Service Fabric and mysterious certificates swap

Lately I have been working with microservices deployed in Service Fabric. As officially states:

Azure Service Fabric is a distributed systems platform that makes it easy to package, deploy, and manage scalable and reliable microservices and containers. Service Fabric also addresses the significant challenges in developing and managing cloud native applications.

Maybe in the future I will create post about differences and commons between Kubernetes and Service Fabric, but today I wanted to focus on simple operational task which is certificates swap.

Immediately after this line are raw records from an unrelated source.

//! Per-connection protocol loop.
//!
//! After the transport handshake, a connection cycles through
//! read-opcode → read-payload → dispatch → write-response until EOS, an
//! error, the idle timeout, or server shutdown. Any parse or I/O error
//! closes the connection; there is no error frame on the wire, so clients
//! recover by reconnecting. Every log line carries the connection UUID
//! minted at accept time.

use crate::core::error::{ShuffleError, ShuffleResult};
use crate::registry::{Shuffle, ShuffleId, ShuffleRegistry};
use crate::store::{KeyInterval, Store, StoreConfig};
use crate::transport::{handshake_server, TokenVerifier};
use crate::wire::{self, OpCode, ACK, BATCH_TOKEN_LEN, SHUFFLE_ID_LEN, STREAM_CONTINUE, STREAM_END};
use bytes::Bytes;
use std::net::SocketAddr;
use std::path::PathBuf;
use std::sync::Arc;
use std::time::Duration;
use tokio::io::{AsyncRead, AsyncWrite, AsyncWriteExt, BufStream};
use tokio::sync::watch;
use tracing::Instrument;

/// Shared state a connection task needs.
#[derive(Clone)]
pub struct ConnectionContext {
    pub registry: Arc<ShuffleRegistry>,
    pub scratch_dir: PathBuf,
    pub store_config: StoreConfig,
    pub verifier: TokenVerifier,
    pub read_timeout: Duration,
    pub shutdown: watch::Receiver<bool>,
}

impl ConnectionContext {
    fn shutting_down(&self) -> bool {
        *self.shutdown.borrow()
    }
}

/// Serve one accepted connection to completion.
pub async fn serve_connection<S>(stream: S, peer: SocketAddr, ctx: ConnectionContext)
where
    S: AsyncRead + AsyncWrite + Unpin,
{
    let mut stream = BufStream::new(stream);

    let connection = match handshake_server(&mut stream, &ctx.verifier).await {
        Ok(uuid) => uuid,
        Err(error) => {
            tracing::warn!(%peer, %error, "transport handshake failed");
            return;
        }
    };

    // Every log line below carries the connection UUID minted at accept
    // time, so client and server traces correlate.
    let span = tracing::info_span!("connection", id = %connection);
    connection_loop(stream, peer, ctx).instrument(span).await;
}

async fn connection_loop<S>(
    mut stream: BufStream<S>,
    peer: SocketAddr,
    mut ctx: ConnectionContext,
) where
    S: AsyncRead + AsyncWrite + Unpin,
{
    tracing::info!(%peer, "connection established");

    loop {
        let op_byte = tokio::select! {
            changed = ctx.shutdown.changed() => {
                if changed.is_err() || *ctx.shutdown.borrow() {
                    tracing::info!("closing connection for shutdown");
                    break;
                }
                continue;
            }
            read = tokio::time::timeout(ctx.read_timeout, wire::read_u8(&mut stream)) => {
                match read {
                    Err(_) => {
                        tracing::info!("idle timeout, closing connection");
                        break;
                    }
                    Ok(Err(ShuffleError::Truncated)) => {
                        // Peer hung up between requests without an EOS.
                        tracing::debug!("peer closed connection");
                        break;
                    }
                    Ok(Err(error)) => {
                        tracing::warn!(%error, "read failed");
                        break;
                    }
                    Ok(Ok(byte)) => byte,
                }
            }
        };

        let op = match OpCode::from_byte(op_byte) {
            Ok(op) => op,
            Err(error) => {
                tracing::warn!(%error, "closing connection");
                break;
            }
        };

        if op == OpCode::Eos {
            let _ = stream.write_u8(OpCode::Eos.as_byte()).await;
            let _ = stream.flush().await;
            tracing::info!("end of session");
            break;
        }

        if let Err(error) = dispatch(&mut stream, op, &ctx).await {
            tracing::warn!(op = ?op, %error, "request failed, closing connection");
            break;
        }
    }
}

async fn dispatch<S>(
    stream: &mut BufStream<S>,
    op: OpCode,
    ctx: &ConnectionContext,
) -> ShuffleResult<()>
where
    S: AsyncRead + AsyncWrite + Unpin,
{
    if !op.carries_identifier() {
        return match op {
            OpCode::Start => handle_start(stream, ctx).await,
            _ => Err(ShuffleError::malformed_request(format!(
                "opcode {op:?} handled outside the dispatch path"
            ))),
        };
    }

    let id = ShuffleId::from_bytes(wire::read_array::<SHUFFLE_ID_LEN, _>(stream).await?);
    match op {
        OpCode::Put => handle_put(stream, ctx, ctx.registry.resolve(&id)?.as_ref()).await,
        OpCode::Get => handle_get(stream, ctx, ctx.registry.resolve(&id)?.as_ref()).await,
        OpCode::Stop => handle_stop(stream, ctx, id).await,
        OpCode::PartitionBounds => {
            handle_partition_bounds(stream, ctx.registry.resolve(&id)?.as_ref()).await
        }
        OpCode::Start | OpCode::Eos => Err(ShuffleError::malformed_request(format!(
            "opcode {op:?} carries no identifier"
        ))),
    }
}

/// START: read the schema, allocate a shuffle, answer with its identifier.
async fn handle_start<S>(stream: &mut BufStream<S>, ctx: &ConnectionContext) -> ShuffleResult<()>
where
    S: AsyncRead + AsyncWrite + Unpin,
{
    let schema = wire::read_schema(stream).await?;
    let codec = crate::codec::RowCodec::new(&schema)?;

    let id = ShuffleId::mint();
    let store = Store::create(ctx.scratch_dir.join(id.to_hex()), ctx.store_config.clone())?;
    let shuffle = Arc::new(Shuffle::new(id, schema, codec, store));
    ctx.registry.insert(shuffle);
    tracing::info!(shuffle = %id, live = ctx.registry.len(), "shuffle started");

    stream
        .write_all(id.as_bytes())
        .await
        .map_err(ShuffleError::from_io)?;
    stream.flush().await.map_err(ShuffleError::from_io)
}

/// PUT: stream-decode records, apply the batch exactly once, then
/// acknowledge.
///
/// Records are staged and only land in the store after the terminator
/// flag, under the batch token: a retried batch whose acknowledgement was
/// lost inserts nothing, and a batch torn mid-stream leaves no partial
/// prefix behind to be duplicated by the resend.
async fn handle_put<S>(
    stream: &mut BufStream<S>,
    ctx: &ConnectionContext,
    shuffle: &Shuffle,
) -> ShuffleResult<()>
where
    S: AsyncRead + AsyncWrite + Unpin,
{
    let token = wire::read_array::<BATCH_TOKEN_LEN, _>(stream).await?;
    let codec = shuffle.codec();
    let mut staged: Vec<(Bytes, Bytes)> = Vec::new();
    loop {
        if ctx.shutting_down() {
            return Err(ShuffleError::Connection {
                source: std::io::Error::new(std::io::ErrorKind::Interrupted, "server shutting down"),
            });
        }
        match wire::read_u8(stream).await? {
            STREAM_END => break,
            STREAM_CONTINUE => {
                let row: Bytes = wire::read_block(stream).await?;
                let value = codec.decode_row(&row)?;
                let key = codec.encode_key(&value)?;
                staged.push((key, row));
            }
            other => {
                return Err(ShuffleError::malformed_request(format!(
                    "invalid continue flag {other}"
                )))
            }
        }
    }
    let rows = staged.len();
    let fresh = shuffle.store().apply_batch(token, staged)?;
    tracing::debug!(shuffle = %shuffle.id(), rows, fresh, "put acknowledged");
    stream.write_u8(ACK).await.map_err(ShuffleError::from_io)?;
    stream.flush().await.map_err(ShuffleError::from_io)
}

/// GET: stream every row in the requested interval, in key order.
async fn handle_get<S>(
    stream: &mut BufStream<S>,
    ctx: &ConnectionContext,
    shuffle: &Shuffle,
) -> ShuffleResult<()>
where
    S: AsyncRead + AsyncWrite + Unpin,
{
    let start = wire::read_block(stream).await?;
    let start_inclusive = read_inclusive_flag(stream).await?;
    let end = wire::read_block(stream).await?;
    let end_inclusive = read_inclusive_flag(stream).await?;

    let interval = KeyInterval::new(start, start_inclusive, end, end_inclusive);
    let scan = shuffle.store().range(interval)?;

    let mut sent = 0u64;
    for entry in scan {
        if ctx.shutting_down() {
            return Err(ShuffleError::Connection {
                source: std::io::Error::new(std::io::ErrorKind::Interrupted, "server shutting down"),
            });
        }
        let (_, row) = entry?;
        stream
            .write_u8(STREAM_CONTINUE)
            .await
            .map_err(ShuffleError::from_io)?;
        wire::write_block(stream, &row).await?;
        sent += 1;
    }
    stream
        .write_u8(STREAM_END)
        .await
        .map_err(ShuffleError::from_io)?;
    tracing::debug!(shuffle = %shuffle.id(), rows = sent, "range served");
    stream.flush().await.map_err(ShuffleError::from_io)
}

/// STOP: release the shuffle. A STOP for an identifier that is no longer
/// live is accepted with no effect, so a retried STOP stays idempotent.
async fn handle_stop<S>(
    stream: &mut BufStream<S>,
    ctx: &ConnectionContext,
    id: ShuffleId,
) -> ShuffleResult<()>
where
    S: AsyncRead + AsyncWrite + Unpin,
{
    let removed = ctx.registry.remove(&id);
    tracing::info!(shuffle = %id, removed, live = ctx.registry.len(), "shuffle stopped");
    stream.write_u8(ACK).await.map_err(ShuffleError::from_io)?;
    stream.flush().await.map_err(ShuffleError::from_io)
}

/// PARTITION_BOUNDS: n+1 boundary keys for n requested partitions.
async fn handle_partition_bounds<S>(
    stream: &mut BufStream<S>,
    shuffle: &Shuffle,
) -> ShuffleResult<()>
where
    S: AsyncRead + AsyncWrite + Unpin,
{
    let n = wire::read_u32(stream).await?;
    let bounds = shuffle.store().partition_keys(n)?;
    for key in &bounds {
        stream
            .write_u8(STREAM_CONTINUE)
            .await
            .map_err(ShuffleError::from_io)?;
        wire::write_block(stream, key).await?;
    }
    stream
        .write_u8(STREAM_END)
        .await
        .map_err(ShuffleError::from_io)?;
    tracing::debug!(shuffle = %shuffle.id(), n, bounds = bounds.len(), "partition bounds served");
    stream.flush().await.map_err(ShuffleError::from_io)
}

async fn read_inclusive_flag<S>(stream: &mut BufStream<S>) -> ShuffleResult<bool>
where
    S: AsyncRead + AsyncWrite + Unpin,
{
    match wire::read_u8(stream).await? {
        0 => Ok(false),
        1 => Ok(true),
        other => Err(ShuffleError::malformed_request(format!(
            "invalid inclusivity byte {other}"
        ))),
    }
}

Node-to-node security helps secure communication between the VMs or computers in a cluster. This security scenario ensures that only computers that are authorized to join the cluster can participate in hosting applications and services in the cluster. Service Fabric uses X.509 server certificates that you specify as part of the node-type configuration when you create a cluster.

When primary certificate is about to expire, then it will use configured secondary certificate. But you need to provide secondary certificate in safe way in time, don’t you? And you will probably find problem with looking for some little piece of official documentation how to do that!

Fortunately, there is some not updated for years documentation that will guide you how to provide secondary certificate in case it was not configured before. Tried that in every possible way - did not work either. It was just one day before the catastrophic failure of the cluster, and we are not able to replace the certificates - great!

After hours of troubleshooting, I found out that during the Update certificate stage in Service Fabric Explorer, there is little information in the Details tab that the update is timed out. Below this box, there was some information about an event from the application (not a healthy one). And then - tada!

The not healthy application stopped the cluster from updating certificates! There was literally no mention of this at all anywhere. After removal of the application, the certificates were successfully updated. What a week that was.